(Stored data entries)
BEGIN
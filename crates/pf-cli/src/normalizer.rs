//! Keyword normalization applied before scoring and generation

use regex::Regex;

/// Imperative and request openers stripped from the start of the keywords
const INSTRUCTION_VERBS: &[&str] = &[
    // pt-BR
    "crie", "criar", "cria", "faça", "faca", "fazer", "gere", "gerar", "construa", "construir",
    "desenvolva", "desenvolver", "escreva", "escrever", "explique", "explicar", "monte", "montar",
    "preciso de", "preciso", "quero", "gostaria de", "me ajude a", "me ajude", "poderia",
    "você pode", "voce pode", "por favor",
    // en
    "create", "build", "make", "generate", "write", "develop", "explain", "design", "i need",
    "i want", "could you", "can you", "please", "help me",
];

/// Filler words removed once an opener has been stripped
const FILLER_WORDS: &[&str] = &[
    "por favor", "um", "uma", "uns", "umas", "o", "a", "os", "as", "de", "do", "da", "dos",
    "das", "para", "pra", "me", "que", "the", "an", "of", "for", "to", "some",
];

/// Common misspellings and their corrections, matched as whole words
const CORRECTIONS: &[(&str, &str)] = &[
    ("progamação", "programação"),
    ("programaçao", "programação"),
    ("programacao", "programação"),
    ("aplicatvo", "aplicativo"),
    ("aplicativ", "aplicativo"),
    ("aplicacao", "aplicação"),
    ("funçao", "função"),
    ("funcao", "função"),
    ("desenvolvimeto", "desenvolvimento"),
    ("inteligencia", "inteligência"),
    ("artifical", "artificial"),
    ("tecnolgia", "tecnologia"),
    ("imagen", "imagem"),
    ("pesoas", "pessoas"),
    ("usuario", "usuário"),
    ("crair", "criar"),
    ("seperate", "separate"),
    ("enviroment", "environment"),
    ("databse", "database"),
    ("fucntion", "function"),
    ("algoritm", "algorithm"),
    ("recieve", "receive"),
    ("definately", "definitely"),
];

/// Cleans raw keyword input.
///
/// Lowercases and trims; when the text opens with an instruction verb, strips
/// it and removes filler words; then applies the misspelling dictionary.
/// Output depends only on the input and the fixed tables above.
///
/// Re-normalizing is usually a no-op, but not always: a correction can turn
/// the first word into an instruction verb (`crair` becomes `criar`), which a
/// second pass then strips.
pub struct KeywordNormalizer {
    verb_patterns: Vec<Regex>,
    filler_patterns: Vec<Regex>,
    corrections: Vec<(Regex, &'static str)>,
}

impl KeywordNormalizer {
    pub fn new() -> Self {
        // Longest first so "preciso de" wins over "preciso"
        let mut verbs: Vec<&str> = INSTRUCTION_VERBS.to_vec();
        verbs.sort_by_key(|v| std::cmp::Reverse(v.chars().count()));

        let verb_patterns = verbs
            .into_iter()
            .filter_map(|v| Regex::new(&format!(r"^{}\b", regex::escape(v))).ok())
            .collect();

        let filler_patterns = FILLER_WORDS
            .iter()
            .filter_map(|w| Regex::new(&format!(r"\b{}\b", regex::escape(w))).ok())
            .collect();

        let corrections = CORRECTIONS
            .iter()
            .filter_map(|(wrong, right)| {
                Regex::new(&format!(r"(?i)\b{}\b", regex::escape(wrong)))
                    .ok()
                    .map(|re| (re, *right))
            })
            .collect();

        Self {
            verb_patterns,
            filler_patterns,
            corrections,
        }
    }

    /// Normalize raw keyword text
    pub fn normalize(&self, raw: &str) -> String {
        let mut text = raw.trim().to_lowercase();

        if let Some(rest) = self.strip_leading_verb(&text) {
            text = rest;
            for pattern in &self.filler_patterns {
                text = pattern.replace_all(&text, " ").into_owned();
            }
            text = collapse_whitespace(&text);
        }

        for (pattern, correction) in &self.corrections {
            text = pattern.replace_all(&text, *correction).into_owned();
        }

        collapse_whitespace(&text)
    }

    /// True when the text opens with an instruction verb
    pub fn starts_with_instruction(&self, raw: &str) -> bool {
        self.strip_leading_verb(&raw.trim().to_lowercase()).is_some()
    }

    fn strip_leading_verb(&self, text: &str) -> Option<String> {
        self.verb_patterns.iter().find_map(|pattern| {
            pattern.find(text).map(|m| {
                text[m.end()..]
                    .trim_start_matches(|c: char| c.is_whitespace() || c == ',' || c == ':')
                    .to_string()
            })
        })
    }
}

impl Default for KeywordNormalizer {
    fn default() -> Self {
        Self::new()
    }
}

fn collapse_whitespace(text: &str) -> String {
    text.split_whitespace().collect::<Vec<_>>().join(" ")
}

/// Normalize with a freshly built normalizer
pub fn normalize(raw: &str) -> String {
    KeywordNormalizer::new().normalize(raw)
}

#[cfg(test)]
mod tests {
    use super::*;

    #[test]
    fn test_dictionary_correction() {
        assert_eq!(normalize("progamação de app"), "programação de app");
        assert_eq!(normalize("Inteligencia Artifical"), "inteligência artificial");
    }

    #[test]
    fn test_strips_verb_and_fillers() {
        assert_eq!(normalize("Crie um app de tarefas"), "app tarefas");
        assert_eq!(normalize("  Preciso de uma API para pagamentos "), "api pagamentos");
        assert_eq!(normalize("Could you write the story of a dragon"), "write story dragon");
    }

    #[test]
    fn test_fillers_kept_without_verb() {
        assert_eq!(normalize("castelo de areia"), "castelo de areia");
    }

    #[test]
    fn test_whole_word_matching() {
        // "criei" is not the verb "crie"; "ao" contains "a" but is not a filler
        assert_eq!(normalize("criei um app"), "criei um app");
        assert_eq!(normalize("crie banco ao vivo"), "banco ao vivo");
        // "imagens" must not be touched by the "imagen" correction
        assert_eq!(normalize("imagens de gatos"), "imagens de gatos");
    }

    #[test]
    fn test_verb_only_input_becomes_empty() {
        assert_eq!(normalize("crie"), "");
        assert_eq!(normalize("   "), "");
    }

    #[test]
    fn test_renormalizing_is_stable_for_typical_input() {
        let normalizer = KeywordNormalizer::new();
        for raw in ["Crie um app de tarefas", "progamação de app", "dashboard de vendas em react"] {
            let once = normalizer.normalize(raw);
            assert_eq!(normalizer.normalize(&once), once);
        }
    }

    #[test]
    fn test_known_non_idempotent_case() {
        let normalizer = KeywordNormalizer::new();
        let once = normalizer.normalize("crair app");
        assert_eq!(once, "criar app");
        assert_eq!(normalizer.normalize(&once), "app");
    }

    #[test]
    fn test_starts_with_instruction() {
        let normalizer = KeywordNormalizer::new();
        assert!(normalizer.starts_with_instruction("I need a logo"));
        assert!(!normalizer.starts_with_instruction("logo"));
    }
}
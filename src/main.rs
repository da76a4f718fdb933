use anyhow::{Context, Result};
use clap::{Args, Parser, Subcommand};
use std::path::PathBuf;
use tracing_subscriber::{layer::SubscriberExt, util::SubscriberInitExt};

use pf_cli::PromptEngine;
use pf_cli::ui::{display_banner, display_error, display_models, display_outcome, display_report};
use pf_core::{
    AdvisoryService, Complexity, EngineConfig, ExampleSelector, GenerationService, Length,
    ModelCatalog, Mode, PromptSpec, Tone, UnavailableService,
};
use pf_gemini::{GeminiClient, GeminiConfig};

const DEFAULT_LOG_FILTER: &str = "promptforge=info,pf_cli=info,pf_gemini=info";

#[derive(Parser)]
#[command(name = "promptforge", version)]
#[command(about = "Build, score and generate prompts for generative AI models", long_about = None)]
struct Cli {
    /// Print machine-readable JSON instead of formatted text
    #[arg(long, global = true)]
    json: bool,

    #[command(subcommand)]
    command: Commands,
}

#[derive(Subcommand)]
enum Commands {
    /// Score a prompt spec and list issues and suggestions
    Analyze {
        #[command(flatten)]
        spec: SpecArgs,
    },
    /// Generate a finished prompt
    Generate {
        #[command(flatten)]
        spec: SpecArgs,

        /// Seed for picking the fallback example
        #[arg(long)]
        seed: Option<u64>,
    },
    /// Rewrite an existing prompt
    Refine {
        #[command(flatten)]
        spec: SpecArgs,

        /// Prompt text to refine
        #[arg(long)]
        previous: String,

        /// Requested modification
        #[arg(long)]
        change: String,

        /// Seed for picking the fallback example
        #[arg(long)]
        seed: Option<u64>,
    },
    /// List the models offered by the generation service
    Models,
}

#[derive(Args)]
struct SpecArgs {
    /// Topic keywords
    keywords: Option<String>,

    /// Load the spec from a JSON file; flags override its fields
    #[arg(long)]
    spec_file: Option<PathBuf>,

    /// app_creation, image_generation, content_creation, problem_solving, coding, instruct, explain
    #[arg(short, long)]
    mode: Option<Mode>,

    #[arg(short, long)]
    context: Option<String>,

    #[arg(short, long)]
    tone: Option<Tone>,

    #[arg(long)]
    complexity: Option<Complexity>,

    #[arg(short, long)]
    length: Option<Length>,

    /// Ask for examples in the prompt
    #[arg(long)]
    examples: bool,

    /// Image style (image_generation only)
    #[arg(long)]
    style: Option<String>,

    /// What the image must not contain (image_generation only)
    #[arg(long)]
    negative: Option<String>,
}

impl SpecArgs {
    async fn into_spec(self) -> Result<PromptSpec> {
        let mut spec = match &self.spec_file {
            Some(path) => PromptSpec::from_json_file(path)
                .await
                .with_context(|| format!("failed to load spec from {}", path.display()))?,
            None => PromptSpec::new(
                self.keywords.clone().unwrap_or_default(),
                self.mode.unwrap_or(Mode::AppCreation),
            ),
        };

        if let Some(keywords) = self.keywords {
            spec.keywords = keywords;
        }
        if let Some(mode) = self.mode {
            spec.mode = mode;
        }
        if let Some(context) = self.context {
            spec.context = Some(context);
        }
        if let Some(tone) = self.tone {
            spec.tone = tone;
        }
        if let Some(complexity) = self.complexity {
            spec.complexity = complexity;
        }
        if let Some(length) = self.length {
            spec.length = length;
        }
        if self.examples {
            spec.include_examples = true;
        }
        if let Some(style) = self.style {
            spec.image_style = Some(style);
        }
        if let Some(negative) = self.negative {
            spec.negative_prompt = Some(negative);
        }

        Ok(spec)
    }
}

fn init_tracing() {
    tracing_subscriber::registry()
        .with(
            tracing_subscriber::EnvFilter::try_from_default_env()
                .unwrap_or_else(|_| DEFAULT_LOG_FILTER.into()),
        )
        .with(tracing_subscriber::fmt::layer().with_writer(std::io::stderr))
        .init();
}

fn selector(seed: Option<u64>) -> ExampleSelector {
    seed.map(ExampleSelector::Seed).unwrap_or_default()
}

/// Print validation failures for the user and exit non-zero; anything else
/// propagates
fn exit_on_validation(err: pf_core::Error) -> anyhow::Error {
    if err.is_validation() {
        display_error(&err.to_string());
        std::process::exit(1);
    }
    err.into()
}

async fn run<G, A, C>(
    command: Commands,
    json: bool,
    engine: PromptEngine<G, A>,
    catalog: C,
) -> Result<()>
where
    G: GenerationService,
    A: AdvisoryService,
    C: ModelCatalog,
{
    match command {
        Commands::Analyze { spec } => {
            let spec = spec.into_spec().await?;
            let report = engine.analyze(&spec).await.map_err(exit_on_validation)?;
            if json {
                println!("{}", serde_json::to_string_pretty(&report)?);
            } else {
                display_report(&report);
            }
        }
        Commands::Generate { spec, seed } => {
            let spec = spec.into_spec().await?;
            let engine = engine.with_selector(selector(seed));
            let outcome = engine.generate(&spec).await.map_err(exit_on_validation)?;
            if json {
                println!("{}", serde_json::to_string_pretty(&outcome)?);
            } else {
                display_outcome(&outcome);
            }
        }
        Commands::Refine {
            spec,
            previous,
            change,
            seed,
        } => {
            let spec = spec.into_spec().await?;
            let engine = engine.with_selector(selector(seed));
            let outcome = engine
                .refine(&spec, &previous, &change)
                .await
                .map_err(exit_on_validation)?;
            if json {
                println!("{}", serde_json::to_string_pretty(&outcome)?);
            } else {
                display_outcome(&outcome);
            }
        }
        Commands::Models => {
            let models = catalog.list_models().await?;
            if json {
                println!("{}", serde_json::to_string_pretty(&models)?);
            } else {
                display_models(&models);
            }
        }
    }

    Ok(())
}

#[tokio::main]
async fn main() -> Result<()> {
    dotenvy::dotenv().ok();
    init_tracing();
    let cli = Cli::parse();

    let config = EngineConfig::from_env()?;

    if !cli.json {
        display_banner();
    }

    match GeminiConfig::from_env() {
        Ok(gemini) => {
            let engine = PromptEngine::with_advisor(
                GeminiClient::new(gemini.clone())?,
                GeminiClient::new(gemini.clone())?,
                config,
            );
            run(cli.command, cli.json, engine, GeminiClient::new(gemini)?).await
        }
        Err(e) => {
            tracing::warn!("{}; running offline with local fallback only", e);
            let engine = PromptEngine::with_advisor(UnavailableService, UnavailableService, config);
            run(cli.command, cli.json, engine, UnavailableService).await
        }
    }
}
fn is_well_matched(tone: Tone, mode: Mode) -> bool {
    matches!(
        (tone, mode),
        (Tone::Technical, Mode::AppCreation)
            | (Tone::Technical, Mode::Coding)
            | (Tone::Technical, Mode::ProblemSolving)
            | (Tone::Creative, Mode::ImageGeneration)
            | (Tone::Creative, Mode::ContentCreation)
            | (Tone::Professional, Mode::ContentCreation)
            | (Tone::Professional, Mode::ProblemSolving)
            | (Tone::Educational, Mode::Explain)
            | (Tone::Educational, Mode::Instruct)
            | (Tone::Friendly, Mode::Explain)
            | (Tone::Formal, Mode::Instruct)
    )
}

fn is_mismatched(tone: Tone, mode: Mode) -> bool {
    matches!(
        (tone, mode),
        (Tone::Casual, Mode::AppCreation)
            | (Tone::Casual, Mode::Coding)
            | (Tone::Technical, Mode::ImageGeneration)
            | (Tone::Formal, Mode::ImageGeneration)
    )
}

fn is_aligned(complexity: Complexity, length: Length) -> bool {
    matches!(
        (complexity.tier(), length),
        (Complexity::Detailed, Length::Long)
            | (Complexity::Simple, Length::Short)
            | (Complexity::Moderate, Length::Medium)
    )
}

fn scan_text(spec: &PromptSpec) -> String {
    match spec.context_text() {
        Some(context) => format!("{} {}", spec.keywords_text(), context),
        None => spec.keywords_text().to_string(),
    }
}

fn any_match(patterns: &[Regex], text: &str) -> bool {
    patterns.iter().any(|p| p.is_match(text))
}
END
TO DO: Which lines of the data include the string "PromptSpec"? Copy each of them.

OUTPUT OF THE EXERCISE:
    ModelCatalog, Mode, PromptSpec, Tone, UnavailableService,
    async fn into_spec(self) -> Result<PromptSpec> {
            Some(path) => PromptSpec::from_json_file(path)
            None => PromptSpec::new(
fn scan_text(spec: &PromptSpec) -> String {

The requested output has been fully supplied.